なぜ悩みが止まらない?弓道に学ぶ「腹圧」で迷いを断つ方法

https://youtu.be/cSmpGm2tAEM

悩みが止まらないのは、性格のせいじゃない

「なんでこんな嫌な思いをしなきゃいけないんだ」「どうしたらいいかわからない」——こんなふうに、頭の中でグルグルと考えが止まらなくなることはありませんか?

仕事でトラブルが重なったとき、人間関係でモヤモヤしたとき、思考が暴走してしまう。そして「自分はなんて弱いんだ」「こんなことで悩む自分が情けない」と、さらに自分を責めてしまう。

でも、実はこれ、性格の問題ではありません。あなたの「身体の状態」が、悩みやすい思考パターンを作り出している可能性があるのです。

今回は、弓道の世界で実践されている身体の使い方から、「なぜ人は迷い、悩んでしまうのか」という本質的な原因と、その解決法をお伝えします。

悩みの正体は「腹圧」にあった

丹田とエネルギーの関係

東洋医学や武道の世界では、おへその下あたりにある「丹田(たんでん)」という場所が、エネルギーの源であると言われています。
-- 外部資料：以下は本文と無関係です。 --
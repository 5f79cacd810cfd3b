use smallvec::SmallVec;

/// Raw stick position. `0x00` is left/up, `0xFF` right/down, centre is
/// around `0x7F`.
#[derive(Debug, Clone, Copy, PartialEq, Eq, Hash, Default)]
pub struct Stick {
    pub x: u8,
    pub y: u8,
}

/// Signed 16-bit sensor reading for three axes.
#[derive(Debug, Clone, Copy, PartialEq, Eq, Hash, Default)]
pub struct Axes3 {
    pub x: i16,
    pub y: i16,
    pub z: i16,
}

/// Digital controller buttons.
#[derive(Debug, Clone, Copy, PartialEq, Eq, Hash)]
pub enum Button {
    Square,
    Cross,
    Circle,
    Triangle,
    L1,
    R1,
    L2,
    R2,
    Share,
    Options,
    L3,
    R3,
    Ps,
    Touchpad,
}

impl Button {
    pub const ALL: [Button; 14] = [
        Button::Square,
        Button::Cross,
        Button::Circle,
        Button::Triangle,
        Button::L1,
        Button::R1,
        Button::L2,
        Button::R2,
        Button::Share,
        Button::Options,
        Button::L3,
        Button::R3,
        Button::Ps,
        Button::Touchpad,
    ];

    #[inline]
    pub const fn bit(self) -> u16 {
        1 << self as u16
    }

    pub const fn name(self) -> &'static str {
        match self {
            Button::Square => "square",
            Button::Cross => "cross",
            Button::Circle => "circle",
            Button::Triangle => "triangle",
            Button::L1 => "l1",
            Button::R1 => "r1",
            Button::L2 => "l2",
            Button::R2 => "r2",
            Button::Share => "share",
            Button::Options => "options",
            Button::L3 => "l3",
            Button::R3 => "r3",
            Button::Ps => "ps",
            Button::Touchpad => "touchpad",
        }
    }
}

/// Set of pressed buttons.
#[derive(Debug, Clone, Copy, PartialEq, Eq, Hash, Default)]
pub struct Buttons(u16);

impl Buttons {
    pub const fn empty() -> Self {
        Self(0)
    }

    /// Builds the set from the three report bytes that carry button bits.
    ///
    /// `face` holds the face buttons in its high nibble, `shoulder` the
    /// shoulder/stick/menu buttons and `system` PS and touchpad click in
    /// bits 0 and 1.
    pub const fn from_report_bytes(face: u8, shoulder: u8, system: u8) -> Self {
        let face = (face >> 4) as u16;
        let shoulder = shoulder as u16;
        let system = (system & 0b11) as u16;
        Self(face | (shoulder << 4) | (system << 12))
    }

    #[inline]
    pub const fn contains(&self, button: Button) -> bool {
        self.0 & button.bit() != 0
    }

    #[inline]
    pub fn insert(&mut self, button: Button) {
        self.0 |= button.bit();
    }

    #[inline]
    pub const fn is_empty(&self) -> bool {
        self.0 == 0
    }

    #[inline]
    pub const fn count(&self) -> u32 {
        self.0.count_ones()
    }

    /// Pressed buttons in report order.
    pub fn pressed(&self) -> SmallVec<[Button; 14]> {
        Button::ALL
            .iter()
            .copied()
            .filter(|b| self.contains(*b))
            .collect()
    }
}

impl FromIterator<Button> for Buttons {
    fn from_iter<I: IntoIterator<Item = Button>>(iter: I) -> Self {
        let mut buttons = Buttons::empty();
        for button in iter {
            buttons.insert(button);
        }
        buttons
    }
}

/// D-pad direction, decoded from the hat nibble (0 = north, clockwise).
#[derive(Debug, Clone, Copy, PartialEq, Eq, Hash, Default)]
pub enum DPad {
    Up,
    UpRight,
    Right,
    DownRight,
    Down,
    DownLeft,
    Left,
    UpLeft,
    #[default]
    Neutral,
}

impl DPad {
    /// Anything outside `0..=7` is neutral; firmware sends both 8 and 15.
    pub const fn from_hat(hat: u8) -> Self {
        match hat & 0x0F {
            0 => DPad::Up,
            1 => DPad::UpRight,
            2 => DPad::Right,
            3 => DPad::DownRight,
            4 => DPad::Down,
            5 => DPad::DownLeft,
            6 => DPad::Left,
            7 => DPad::UpLeft,
            _ => DPad::Neutral,
        }
    }

    pub const fn is_neutral(&self) -> bool {
        matches!(self, DPad::Neutral)
    }
}

/// One finger on the touchpad.
#[derive(Debug, Clone, Copy, PartialEq, Eq, Hash, Default)]
pub struct TouchPoint {
    pub active: bool,
    /// Firmware tracking id, increments with every new touch.
    pub id: u8,
    /// 12-bit horizontal position.
    pub x: u16,
    /// 12-bit vertical position.
    pub y: u16,
}

impl TouchPoint {
    /// Decodes a 4-byte finger record. Bit 7 of the first byte is set when
    /// the finger is *not* touching.
    pub const fn from_bytes(bytes: [u8; 4]) -> Self {
        let [head, b1, b2, b3] = bytes;
        Self {
            active: head & 0x80 == 0,
            id: head & 0x7F,
            x: (b1 as u16) | (((b2 & 0x0F) as u16) << 8),
            y: ((b2 >> 4) as u16) | ((b3 as u16) << 4),
        }
    }
}

#[derive(Debug, Clone, Copy, PartialEq, Eq, Hash, Default)]
pub struct Touchpad {
    pub packets: u8,
    pub points: [TouchPoint; 2],
}

impl Touchpad {
    pub fn active_points(&self) -> impl Iterator<Item = &TouchPoint> {
        self.points.iter().filter(|p| p.active)
    }
}
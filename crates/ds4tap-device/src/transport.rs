use std::time::Duration;

use crate::descriptor::DeviceDescriptor;
use crate::error::Result;
use crate::monitor::HotplugEvent;

/// Lazy, blocking sequence of hot-plug events. Infinite for a live
/// subscription.
pub type HotplugStream = Box<dyn Iterator<Item = HotplugEvent>>;

/// Snapshot enumeration of attached devices.
///
/// Implementations return every candidate they see, matching or not;
/// filtering is done by [`TargetDevice`](crate::TargetDevice).
pub trait Discovery {
    fn enumerate(&self) -> Result<Vec<DeviceDescriptor>>;
}

/// Subscription to attach/detach notifications. Events that happened before
/// the subscription are not replayed.
pub trait EventSource {
    fn subscribe(&self) -> Result<HotplugStream>;
}

/// Opens devices for reading raw reports.
pub trait Transport: Send + Sync {
    fn open(&self, descriptor: &DeviceDescriptor) -> Result<Box<dyn ReportSource>>;
}

/// An opened device, owned by exactly one reader.
pub trait ReportSource: Send {
    /// Blocks for at most `timeout` waiting for one report.
    ///
    /// Returns the number of bytes written into `buf` (never zero) or
    /// [`TransportError::Timeout`](crate::TransportError::Timeout) when no
    /// report arrived in time.
    fn read(&mut self, buf: &mut [u8], timeout: Duration) -> Result<usize>;
}
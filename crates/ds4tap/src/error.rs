use std::path::PathBuf;

use ds4tap_device::{TargetDevice, TransportError};
use thiserror::Error;

use crate::config::BackendKind;
use crate::record::RecordError;

#[derive(Debug, Error)]
pub(crate) enum ConfigError {
    #[error("yaml deserialize error: {0}")]
    Yaml(#[from] serde_yaml::Error),
    #[error("unsupported config version: {0}")]
    UnsupportedVersion(u8),
    #[error("invalid {field}: {value:?}")]
    InvalidValue { field: &'static str, value: String },
    #[error("failed to read {path}: {source}")]
    Read {
        path: PathBuf,
        source: std::io::Error,
    },
}

/// Failures that stop the process before or while a session runs.
#[derive(Debug, Error)]
pub(crate) enum StartupError {
    #[error("no controller matching {:04x}:{:04x} found", .0.vendor_id, .0.product_id)]
    DeviceNotFound(TargetDevice),
    #[error("{0:?} backend is not available in this build")]
    BackendUnavailable(BackendKind),
    #[error("config error: {0}")]
    Config(#[from] ConfigError),
    #[error("device error: {0}")]
    Transport(#[from] TransportError),
    #[error("failed to set Ctrl+C handler: {0}")]
    Signal(#[from] ctrlc::Error),
    #[error("record error: {0}")]
    Record(#[from] RecordError),
    #[error("io error: {0}")]
    Io(#[from] std::io::Error),
}

impl StartupError {
    /// Process exit code. A missing controller is told apart from other
    /// failures.
    pub(crate) fn exit_code(&self) -> u8 {
        match self {
            StartupError::DeviceNotFound(_) => 2,
            _ => 1,
        }
    }
}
丹田は血流が非常に豊富に通っている部分です。ここがしっかり機能していると、全身の血流が活性化され、身体全体にエネルギーが行き渡ります。

腹式呼吸が健康に良いと言われるのも、お腹を使って呼吸することで血管が拡張し、血流が改善されるからです。

腹圧とは何か

「腹圧」とは、呼吸によって空気を取り込んだときに、お腹にかかる圧力のことです。

ヨガの達人がお腹を大きく凹ませたり、グルグルと動かしたりする呼吸法を見たことがあるかもしれません。あれは、通常以上の空気圧をお腹にかけることで、全身の血液循環を促進し、より多くの酸素を体内に取り込むためのテクニックなのです。
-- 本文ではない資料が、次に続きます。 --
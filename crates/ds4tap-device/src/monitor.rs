use std::io;
use std::sync::Arc;

use crate::descriptor::{DeviceDescriptor, TargetDevice};
use crate::registry::{DeviceRegistry, Registration};

/// What happened to a device.
#[derive(Debug, Clone, PartialEq, Eq, Hash)]
pub enum HotplugAction {
    Add,
    Remove,
    Change,
    Other(Box<str>),
}

impl HotplugAction {
    pub fn from_name(name: &str) -> Self {
        match name {
            "add" => HotplugAction::Add,
            "remove" => HotplugAction::Remove,
            "change" => HotplugAction::Change,
            other => HotplugAction::Other(other.into()),
        }
    }
}

/// A device attach/detach notification.
#[derive(Debug, Clone, PartialEq, Eq, Hash)]
pub struct HotplugEvent {
    pub action: HotplugAction,
    pub descriptor: DeviceDescriptor,
}

impl HotplugEvent {
    pub fn add(descriptor: DeviceDescriptor) -> Self {
        Self {
            action: HotplugAction::Add,
            descriptor,
        }
    }

    pub fn remove(descriptor: DeviceDescriptor) -> Self {
        Self {
            action: HotplugAction::Remove,
            descriptor,
        }
    }
}

#[derive(Debug, Clone, Copy, PartialEq, Eq)]
pub enum MonitorState {
    /// Walking the snapshot of already attached devices.
    Draining,
    /// Following the live event stream. Final.
    Live,
}

/// Drives device discovery: drains the attached devices once, then follows
/// the live stream, starting one reader per matching node.
pub struct HotplugMonitor<H, S> {
    target: TargetDevice,
    registry: Arc<DeviceRegistry<H>>,
    start: S,
    state: MonitorState,
}

impl<H, S> HotplugMonitor<H, S>
where
    S: FnMut(&DeviceDescriptor, Registration) -> io::Result<H>,
{
    pub fn new(target: TargetDevice, registry: Arc<DeviceRegistry<H>>, start: S) -> Self {
        Self {
            target,
            registry,
            start,
            state: MonitorState::Draining,
        }
    }

    pub fn state(&self) -> MonitorState {
        self.state
    }

    pub fn registry(&self) -> &Arc<DeviceRegistry<H>> {
        &self.registry
    }

    /// Registers every matching device from `snapshot` and switches to the
    /// live state. Returns how many readers were started.
    pub fn drain<I>(&mut self, snapshot: I) -> usize
    where
        I: IntoIterator<Item = DeviceDescriptor>,
    {
        if self.state == MonitorState::Live {
            log::debug!("snapshot ignored, monitor is already live");
            return 0;
        }

        let started = snapshot
            .into_iter()
            .filter(|descriptor| self.offer(descriptor))
            .count();
        self.state = MonitorState::Live;
        log::debug!("initial enumeration done, {started} reader(s) started");
        started
    }

    /// Handles one live event. Returns whether a reader was started.
    ///
    /// Does not change the state; only [`drain`](Self::drain) moves the
    /// monitor to [`MonitorState::Live`].
    pub fn handle_event(&mut self, event: &HotplugEvent) -> bool {
        if event.action != HotplugAction::Add {
            log::trace!("ignoring {:?} for {}", event.action, event.descriptor.node_id);
            return false;
        }
        self.offer(&event.descriptor)
    }

    /// Follows `events` until the stream ends. A live subscription never
    /// ends, so this only returns on backend failure.
    pub fn run<I>(&mut self, events: I)
    where
        I: IntoIterator<Item = HotplugEvent>,
    {
        for event in events {
            self.handle_event(&event);
        }
        log::debug!("hot-plug event stream ended");
    }

    fn offer(&mut self, descriptor: &DeviceDescriptor) -> bool {
        if !self.target.matches(descriptor) {
            return false;
        }

        let start = &mut self.start;
        match self
            .registry
            .try_register(&descriptor.node_id, |registration| start(descriptor, registration))
        {
            Ok(true) => {
                log::info!("controller attached: {descriptor}");
                true
            }
            Ok(false) => {
                log::debug!("{} already has a reader", descriptor.node_id);
                false
            }
            Err(err) => {
                log::error!("failed to start reader for {}: {err}", descriptor.node_id);
                false
            }
        }
    }
}
//! Human-versus-computer game session.
//!
//! A session owns the board and walks the turn cycle
//! `HumanTurn → ComputerTurn → … → GameOver`. Each operation is only legal
//! in one state; calling it in another state is rejected without touching
//! the board. `reset` is the only way out of `GameOver`.

use super::action::{InvalidMove, Move, place};
use super::invariants::{BoardInvariants, InvariantSet};
use super::search::{NoLegalMove, SearchReport, Searcher};
use super::{Board, GameOutcome, Player, Position, rules};
use derive_more::{Display, Error};
use serde::{Deserialize, Serialize};
use tracing::{debug, info, instrument, warn};

/// Which mark the human plays; the computer takes the other one.
#[derive(Debug, Clone, Copy, PartialEq, Eq, Hash, Serialize, Deserialize)]
pub struct Roles {
    human: Player,
    computer: Player,
}

impl Roles {
    /// Human plays `human`, computer plays the opponent mark.
    pub fn new(human: Player) -> Self {
        Self {
            human,
            computer: human.opponent(),
        }
    }

    /// The human's mark.
    pub fn human(&self) -> Player {
        self.human
    }

    /// The computer's mark.
    pub fn computer(&self) -> Player {
        self.computer
    }

    /// Who owns `mark`.
    pub fn side_of(&self, mark: Player) -> Side {
        if mark == self.human {
            Side::Human
        } else {
            Side::Computer
        }
    }
}

impl Default for Roles {
    /// The human plays X and moves first.
    fn default() -> Self {
        Self::new(Player::X)
    }
}

/// One of the two participants.
#[derive(Debug, Clone, Copy, PartialEq, Eq, Hash, Serialize, Deserialize, strum::Display)]
pub enum Side {
    /// The person at the keyboard.
    Human,
    /// The minimax engine.
    Computer,
}

/// How a finished game ended, from the session's point of view.
#[derive(Debug, Clone, Copy, PartialEq, Eq, Hash, Serialize, Deserialize)]
pub enum GameResult {
    /// The human completed a line.
    HumanWin,
    /// The computer completed a line.
    ComputerWin,
    /// Board filled with no line.
    Draw,
}

impl std::fmt::Display for GameResult {
    fn fmt(&self, f: &mut std::fmt::Formatter<'_>) -> std::fmt::Result {
        match self {
            GameResult::HumanWin => write!(f, "You win!"),
            GameResult::ComputerWin => write!(f, "Computer wins!"),
            GameResult::Draw => write!(f, "It's a draw!"),
        }
    }
}

/// Where the session is in the turn cycle.
#[derive(Debug, Clone, Copy, PartialEq, Eq, Hash, Serialize, Deserialize)]
pub enum SessionState {
    /// Waiting for the human's move.
    HumanTurn,
    /// Waiting for the computer's move.
    ComputerTurn,
    /// Terminal; only `reset` leaves this state.
    GameOver(GameResult),
}

impl SessionState {
    /// Returns true once the game has ended.
    pub fn is_over(&self) -> bool {
        matches!(self, SessionState::GameOver(_))
    }
}

/// Errors from driving a session.
#[derive(Debug, Clone, Copy, PartialEq, Eq, Display, Error)]
pub enum SessionError {
    /// The human picked a cell that cannot be played.
    #[display("Invalid move: {}", _0)]
    InvalidMove(InvalidMove),

    /// The search found no empty cell.
    #[display("{}", _0)]
    NoLegalMove(NoLegalMove),

    /// The operation belongs to the other side's turn.
    #[display("It is not the {}'s turn", _0)]
    NotYourTurn(#[error(not(source))] Side),

    /// The game is over; reset to play again.
    #[display("Game is already over")]
    GameOver,
}

impl From<InvalidMove> for SessionError {
    fn from(err: InvalidMove) -> Self {
        Self::InvalidMove(err)
    }
}

impl From<NoLegalMove> for SessionError {
    fn from(err: NoLegalMove) -> Self {
        Self::NoLegalMove(err)
    }
}

/// A single human-versus-computer game.
#[derive(Debug, Clone)]
pub struct GameSession {
    roles: Roles,
    board: Board,
    state: SessionState,
    history: Vec<Move>,
    searcher: Searcher,
    last_search: Option<SearchReport>,
}

impl GameSession {
    /// Starts a game with an empty board.
    ///
    /// X always opens, so a human playing O starts in `ComputerTurn`.
    #[instrument]
    pub fn new(roles: Roles) -> Self {
        let session = Self {
            roles,
            board: Board::new(),
            state: Self::initial_state(roles),
            history: Vec::new(),
            searcher: Searcher::new(roles.computer(), roles.human()),
            last_search: None,
        };
        info!(human = %roles.human(), state = ?session.state, "New game");
        session
    }

    fn initial_state(roles: Roles) -> SessionState {
        match roles.side_of(Player::X) {
            Side::Human => SessionState::HumanTurn,
            Side::Computer => SessionState::ComputerTurn,
        }
    }

    /// Returns the roles.
    pub fn roles(&self) -> Roles {
        self.roles
    }

    /// Returns the board.
    pub fn board(&self) -> &Board {
        &self.board
    }

    /// Returns the current state.
    pub fn state(&self) -> SessionState {
        self.state
    }

    /// Returns the move history, oldest first.
    pub fn history(&self) -> &[Move] {
        &self.history
    }

    /// The most recent move, if any.
    pub fn last_move(&self) -> Option<Move> {
        self.history.last().copied()
    }

    /// Report of the computer's most recent search.
    pub fn last_search(&self) -> Option<&SearchReport> {
        self.last_search.as_ref()
    }

    /// Outcome of the current board.
    pub fn outcome(&self) -> GameOutcome {
        rules::outcome(&self.board)
    }

    /// Cells the human may pick right now (empty during `HumanTurn`).
    pub fn available_moves(&self) -> Vec<Position> {
        match self.state {
            SessionState::HumanTurn => Position::valid_moves(&self.board),
            _ => Vec::new(),
        }
    }

    /// Plays the human's mark at `(row, col)`.
    ///
    /// # Errors
    ///
    /// [`SessionError::InvalidMove`] for an off-board or occupied cell,
    /// [`SessionError::NotYourTurn`] during the computer's turn and
    /// [`SessionError::GameOver`] after the game ended. The session is
    /// unchanged on error.
    #[instrument(skip(self), fields(state = ?self.state))]
    pub fn play_human(&mut self, row: usize, col: usize) -> Result<SessionState, SessionError> {
        self.expect_turn(Side::Human)?;
        let position = Position::from_coords(row, col)
            .ok_or(InvalidMove::OutOfBounds { row, col })?;
        self.commit(Move::new(self.roles.human(), position))
    }

    /// Plays the human's mark at `position`.
    ///
    /// # Errors
    ///
    /// Same as [`GameSession::play_human`].
    pub fn play_human_at(&mut self, position: Position) -> Result<SessionState, SessionError> {
        let (row, col) = position.coords();
        self.play_human(row, col)
    }

    /// Searches for and plays the computer's move.
    ///
    /// # Errors
    ///
    /// [`SessionError::NotYourTurn`] during the human's turn and
    /// [`SessionError::GameOver`] after the game ended.
    #[instrument(skip(self), fields(state = ?self.state))]
    pub fn play_computer(&mut self) -> Result<SessionState, SessionError> {
        self.expect_turn(Side::Computer)?;
        let report = self.searcher.search(&self.board)?;
        debug!(position = %report.position, score = report.score, "Computer chose");
        self.last_search = Some(report);
        self.commit(Move::new(self.roles.computer(), report.position))
    }

    /// Discards the game and starts over with the same roles.
    #[instrument(skip(self))]
    pub fn reset(&mut self) {
        info!(moves = self.history.len(), "Resetting game");
        *self = Self::new(self.roles);
    }

    fn expect_turn(&self, side: Side) -> Result<(), SessionError> {
        let expected = match side {
            Side::Human => SessionState::HumanTurn,
            Side::Computer => SessionState::ComputerTurn,
        };
        match self.state {
            SessionState::GameOver(_) => {
                warn!(%side, "Move requested after game over");
                Err(SessionError::GameOver)
            }
            state if state != expected => {
                warn!(%side, ?state, "Move requested out of turn");
                Err(SessionError::NotYourTurn(side))
            }
            _ => Ok(()),
        }
    }

    fn commit(&mut self, action: Move) -> Result<SessionState, SessionError> {
        self.board = place(&self.board, action)?;
        self.history.push(action);

        debug_assert!(
            BoardInvariants::check_all(&self.board).is_ok(),
            "board invariants violated after {}",
            action
        );

        self.state = match rules::outcome(&self.board) {
            GameOutcome::Win(mark) => SessionState::GameOver(match self.roles.side_of(mark) {
                Side::Human => GameResult::HumanWin,
                Side::Computer => GameResult::ComputerWin,
            }),
            GameOutcome::Draw => SessionState::GameOver(GameResult::Draw),
            GameOutcome::InProgress => match self.roles.side_of(action.player) {
                Side::Human => SessionState::ComputerTurn,
                Side::Computer => SessionState::HumanTurn,
            },
        };

        info!(%action, state = ?self.state, "Move played");
        Ok(self.state)
    }
}

impl Default for GameSession {
    fn default() -> Self {
        Self::new(Roles::default())
    }
}

#[cfg(test)]
mod tests {
    use super::*;

    #[test]
    fn test_human_x_starts() {
        let session = GameSession::default();
        assert_eq!(session.state(), SessionState::HumanTurn);
        assert_eq!(session.available_moves().len(), 9);
    }

    #[test]
    fn test_human_o_waits_for_computer() {
        let mut session = GameSession::new(Roles::new(Player::O));
        assert_eq!(session.state(), SessionState::ComputerTurn);
        assert!(session.available_moves().is_empty());

        let state = session.play_computer().unwrap();
        assert_eq!(state, SessionState::HumanTurn);
        assert_eq!(
            session.last_move(),
            Some(Move::new(Player::X, Position::TopLeft))
        );
    }

    #[test]
    fn test_turns_alternate() {
        let mut session = GameSession::default();
        assert_eq!(session.play_human(1, 1), Ok(SessionState::ComputerTurn));
        assert_eq!(
            session.play_human(0, 0),
            Err(SessionError::NotYourTurn(Side::Human))
        );
        assert_eq!(session.play_computer(), Ok(SessionState::HumanTurn));
        assert_eq!(
            session.play_computer(),
            Err(SessionError::NotYourTurn(Side::Computer))
        );
        assert_eq!(session.history().len(), 2);
    }

    #[test]
    fn test_invalid_human_move_leaves_session_unchanged() {
        let mut session = GameSession::default();
        session.play_human(1, 1).unwrap();
        session.play_computer().unwrap();

        let board = *session.board();
        let taken = session.last_move().unwrap().position;
        let (row, col) = taken.coords();

        assert_eq!(
            session.play_human(row, col),
            Err(SessionError::InvalidMove(InvalidMove::SquareOccupied(taken)))
        );
        assert_eq!(
            session.play_human(5, 1),
            Err(SessionError::InvalidMove(InvalidMove::OutOfBounds { row: 5, col: 1 }))
        );
        assert_eq!(session.board(), &board);
        assert_eq!(session.state(), SessionState::HumanTurn);
        assert_eq!(session.history().len(), 2);
    }

    #[test]
    fn test_game_over_blocks_moves_until_reset() {
        let mut session = GameSession::default();
        // Human always takes the first free cell.
        while !session.state().is_over() {
            match session.state() {
                SessionState::HumanTurn => {
                    let cell = session.available_moves()[0];
                    session.play_human_at(cell).unwrap();
                }
                SessionState::ComputerTurn => {
                    session.play_computer().unwrap();
                }
                SessionState::GameOver(_) => unreachable!(),
            }
        }

        assert_ne!(session.state(), SessionState::GameOver(GameResult::HumanWin));
        assert_eq!(session.play_human(0, 0), Err(SessionError::GameOver));
        assert_eq!(session.play_computer(), Err(SessionError::GameOver));

        session.reset();
        assert_eq!(session.state(), SessionState::HumanTurn);
        assert!(session.history().is_empty());
        assert_eq!(session.board(), &Board::new());
        assert!(session.last_search().is_none());
    }

    #[test]
    fn test_result_display() {
        assert_eq!(GameResult::HumanWin.to_string(), "You win!");
        assert_eq!(GameResult::ComputerWin.to_string(), "Computer wins!");
        assert_eq!(GameResult::Draw.to_string(), "It's a draw!");
    }
}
つまり、お腹に適切な圧がかかっている状態が、心身の健康にとって非常に重要だということです。

腹圧が下がると、なぜ迷いが生まれるのか

脳への血流と思考の関係

人間の頭には「血液脳関門」と呼ばれる部分があり、そこには毛細血管が通っています。この部分には筋肉がないため、血流が滞りやすい特徴があります。

身体全体の血流が悪くなると、真っ先に影響を受けるのがこの脳への血液供給です。酸素が十分に届かなくなると、脳の働きが低下してしまいます。

二種類の「知性」

私たちの思考には、大きく分けて二つの状態があります。

一つは、迷いやグルグル思考——あれこれ考えすぎて、結論が出ない状態。

もう一つは、一貫したスッキリした思考——迷いなく、明確な判断ができる状態。

スッキリした頭の状態を作るためには、脳に十分な血流が流れていることが必要です。しかし、腹圧が低下し、丹田にエネルギーが宿っていないと、血液が頭に流れにくくなり、迷いが生じやすくなってしまうのです。
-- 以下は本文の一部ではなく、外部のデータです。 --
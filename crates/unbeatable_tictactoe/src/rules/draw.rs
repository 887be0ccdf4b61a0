//! Draw detection logic for tic-tac-toe.

use super::super::{Board, Square};
use super::win::check_winner;
use tracing::instrument;

/// Checks if the board is full (all squares occupied).
pub fn is_full(board: &Board) -> bool {
    board.squares().iter().all(|s| *s != Square::Empty)
}

/// A full board with no winner.
#[instrument(level = "trace", skip(board), fields(board = %board.compact()))]
pub fn is_draw(board: &Board) -> bool {
    is_full(board) && check_winner(board).is_none()
}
悩みや迷いの根本原因は、お腹に圧力がかかっていないこと——これが、弓道の世界で伝えられている身体の仕組みなのです。

弓道に学ぶ「迷わない身体」の作り方

弓道では、立った姿勢から腕をグーッと上に上げていく動作があります。実は、この腕を上げた瞬間に、矢が的に当たるかどうかが決まると言われています。

なぜなら、正しい姿勢で立ち、腹圧がしっかりかかっている状態でなければ、ブレのない動作はできないからです。

これは日常生活にも応用できます。大の字フルネスの考え方では、姿勢を整え、呼吸を深くすることで、自然と腹圧が高まり、心も安定していきます。

今日からできる簡単な実践法

まずは、立っているときや座っているときに、お腹を少し意識してみてください

息を吸うときに、お腹が自然に膨らむのを感じる。吐くときに、お腹が緩やかに凹む。この腹式呼吸を意識するだけで、腹圧は自然と高まります。

緊張する場面や、頭がグルグルしてきたときこそ、姿勢を正し、お腹に意識を向けてみてください。それだけで、思考がクリアになっていくのを実感できるはずです。

まとめ:悩みは「身体」から変えられる

悩みが止まらないのは、あなたの性格が弱いからではありません。腹圧が下がり、丹田にエネルギーが宿っていないという、身体の状態が原因かもしれないのです。

弓道の世界では、正しい姿勢と呼吸によって、迷いのない一貫した動作を実現しています。この知恵は、現代を生きる私たちの日常にも活かせます。

今日から、立ち方と呼吸を少し意識してみてください。「もう怖くない。立ち方だけで、心は軽くなる」——その実感が、きっとあなたにも訪れるはずです。